I believe with his critics, including Medea Benjamin, the Code Pink activist who disrupted the speech, that the President could probably have done more to realize his stated goal of closing the Guantanamo Bay detention camp, and it is far from clear, after the speech, how hard he will push now.

And I worry about the administration’s relationship with the press and its policies on leaks. As a father of a journalist, it was good to hear the President declare: “Journalists should not be at legal risk for doing their jobs.” Yet, I am still concerned by the Obama administrations aggressive policies toward leaks.
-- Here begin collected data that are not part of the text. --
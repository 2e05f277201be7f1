// Show the effective configuration

use super::{Command, CommandContext};
use crate::error::CliResult;
use crate::output::OutputStyle;

/// Print the configuration in effect for this invocation
pub struct ConfigCommand;

impl ConfigCommand {
    pub fn new() -> Self {
        Self
    }
}

impl Default for ConfigCommand {
    fn default() -> Self {
        Self::new()
    }
}

#[async_trait::async_trait]
impl Command for ConfigCommand {
    async fn execute(&self, ctx: &CommandContext) -> CliResult<()> {
        let style = OutputStyle::default();

        println!("{}", ctx.config.to_toml_string()?);

        let target = ctx
            .config
            .resolved_keybindings_path()
            .map(|path| path.display().to_string())
            .unwrap_or_else(|| "<unresolved>".to_string());
        println!("{}", style.info(&format!("Keybindings file: {}", target)));
        println!(
            "{}",
            style.info(&format!("Config file: {}", ctx.config_path.display()))
        );
        Ok(())
    }
}
//! Core data models for keybinding entries and command identifiers

use serde::{Deserialize, Serialize};
use serde_json::{Map, Value};

/// Prefix marking an entry that removes a binding instead of adding one
pub const UNBIND_PREFIX: char = '-';

/// Strip the unbind prefix from a command reference.
///
/// `"-editor.action.foo"` resolves to `"editor.action.foo"`; anything else is
/// returned unchanged. Only one leading `-` is removed.
pub fn effective_command_id(command: &str) -> &str {
    command.strip_prefix(UNBIND_PREFIX).unwrap_or(command)
}

/// A single element of the user's keybindings array
#[derive(Debug, Clone, Default, PartialEq, Serialize, Deserialize)]
pub struct KeybindingEntry {
    #[serde(default, skip_serializing_if = "Option::is_none")]
    pub key: Option<String>,
    #[serde(default, skip_serializing_if = "Option::is_none")]
    pub command: Option<String>,
    #[serde(default, skip_serializing_if = "Option::is_none")]
    pub when: Option<String>,
    /// Properties this tool does not interpret (`args` and friends)
    #[serde(flatten)]
    pub extra: Map<String, Value>,
}

impl KeybindingEntry {
    /// Create an entry binding `key` to `command`
    pub fn new(key: impl Into<String>, command: impl Into<String>) -> Self {
        KeybindingEntry {
            key: Some(key.into()),
            command: Some(command.into()),
            ..Default::default()
        }
    }

    /// Create an entry that only names a command
    pub fn with_command(command: impl Into<String>) -> Self {
        KeybindingEntry {
            command: Some(command.into()),
            ..Default::default()
        }
    }

    /// Attach a `when` clause
    pub fn when(mut self, when: impl Into<String>) -> Self {
        self.when = Some(when.into());
        self
    }

    /// The command reference, if present and non-empty
    pub fn command_ref(&self) -> Option<&str> {
        self.command.as_deref().filter(|c| !c.is_empty())
    }
}

#[cfg(test)]
mod tests {
    use super::*;

    #[test]
    fn test_effective_command_strips_single_prefix() {
        assert_eq!(effective_command_id("-editor.foo"), "editor.foo");
        assert_eq!(effective_command_id("editor.foo"), "editor.foo");
        assert_eq!(effective_command_id("--editor.foo"), "-editor.foo");
    }

    #[test]
    fn test_empty_command_is_absent() {
        let entry = KeybindingEntry::with_command("");
        assert_eq!(entry.command_ref(), None);
    }

    #[test]
    fn test_extra_fields_round_trip() {
        let json = r#"{"key":"ctrl+k","command":"workbench.action.tasks.runTask","args":"build"}"#;
        let entry: KeybindingEntry = serde_json::from_str(json).unwrap();
        assert_eq!(entry.extra.get("args"), Some(&Value::String("build".into())));

        let back = serde_json::to_value(&entry).unwrap();
        assert_eq!(back["args"], "build");
        assert!(back.get("when").is_none());
    }

    #[test]
    fn test_null_command_deserializes_as_absent() {
        let entry: KeybindingEntry = serde_json::from_str(r#"{"key":"a","command":null}"#).unwrap();
        assert_eq!(entry.command, None);
    }
}
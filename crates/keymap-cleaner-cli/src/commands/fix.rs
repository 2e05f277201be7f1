// Apply "Delete this keybinding" quick fixes to a keybindings file

use std::path::PathBuf;

use keymap_cleaner::{DocumentEditor, PassOutcome, RegistryError};
use tracing::debug;

use super::{ensure_host_commands, load_document, Command, CommandContext};
use crate::error::{CliError, CliResult};
use crate::host::FileEditor;
use crate::output::OutputStyle;

/// Apply quick fixes one at a time
pub struct FixCommand {
    pub file: Option<PathBuf>,
    /// Keep fixing until no fixable diagnostic remains
    pub all: bool,
}

impl FixCommand {
    pub fn new(file: Option<PathBuf>, all: bool) -> Self {
        Self { file, all }
    }
}

#[async_trait::async_trait]
impl Command for FixCommand {
    async fn execute(&self, ctx: &CommandContext) -> CliResult<()> {
        let style = OutputStyle::default();
        let path = ctx.resolve_file(self.file.as_deref())?;
        let mut document = load_document(&path).await?;
        let (engine, sink) = ctx.engine(&path);
        ensure_host_commands(ctx, &engine).await?;
        let editor = FileEditor::new(&path, document.uri.clone(), document.text.clone(), ctx.dry_run);

        let mut fixed = 0usize;
        let mut budget = None;
        loop {
            if engine.did_change(&document).await == PassOutcome::Skipped {
                return Err(CliError::Registry(RegistryError::NoSources));
            }
            let actions = engine.code_actions(&document, &sink.get(&document.uri));
            // Every fix removes one entry, so the first pass bounds the work
            let limit = *budget.get_or_insert(actions.len());

            let Some(action) = actions.into_iter().next() else {
                break;
            };
            if fixed >= limit {
                break;
            }

            debug!("Applying fix for: {}", action.diagnostic.message);
            if !editor.apply_edit(&document.uri, action.edit).await {
                return Err(CliError::Internal(format!(
                    "Planned fix does not apply to {}",
                    path.display()
                )));
            }
            println!("{}", style.list_item(&format!("Deleted: {}", action.diagnostic.message)));
            document.text = editor.text();
            fixed += 1;

            if !self.all {
                break;
            }
        }

        if fixed == 0 {
            println!("{}", style.success("Nothing to fix"));
            return Ok(());
        }

        editor.save(&document.uri).await?;
        if ctx.dry_run {
            println!("{}", document.text);
            println!("{}", style.info(&format!("Dry run: {} fix(es) not written", fixed)));
        } else {
            println!(
                "{}",
                style.success(&format!("Applied {} fix(es) to {}", fixed, path.display()))
            );
        }
        Ok(())
    }
}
Yes, there are reasons to not just applaud the speech. But applaud, I will, because of the fundamental turn Obama made in the speech. He clarified how he understands the threat we now face, and he drew the logical conclusion. The era of permanent war is now over. The post 9/11 Orwellian Winter is coming to an end. Thus spoke the President:

“[T]he current threat — lethal yet less capable al Qaeda affiliates; threats to diplomatic facilities and businesses abroad; homegrown extremists. This is the future of terrorism. We have to take these threats seriously, and do all that we can to confront them. But as we shape our response, we have to recognize that the scale of this threat closely resembles the types of attacks we faced before 9/11.

In the 1980s, we lost Americans to terrorism at our Embassy in Beirut; at our Marine Barracks in Lebanon; on a cruise ship at sea; at a disco in Berlin; and on a Pan Am flight — Flight 103 — over Lockerbie. In the 1990s, we lost Americans to terrorism at the World Trade Center; at our military facilities in Saudi Arabia; and at our Embassy in Kenya. These attacks were all brutal; they were all deadly; and we learned that left unchecked, these threats can grow. But if dealt with smartly and proportionally, these threats need not rise to the level that we saw on the eve of 9/11.

We must define our effort not as a boundless “global war on terror,” but rather as a series of persistent, targeted efforts to dismantle specific networks of violent extremists that threaten America.”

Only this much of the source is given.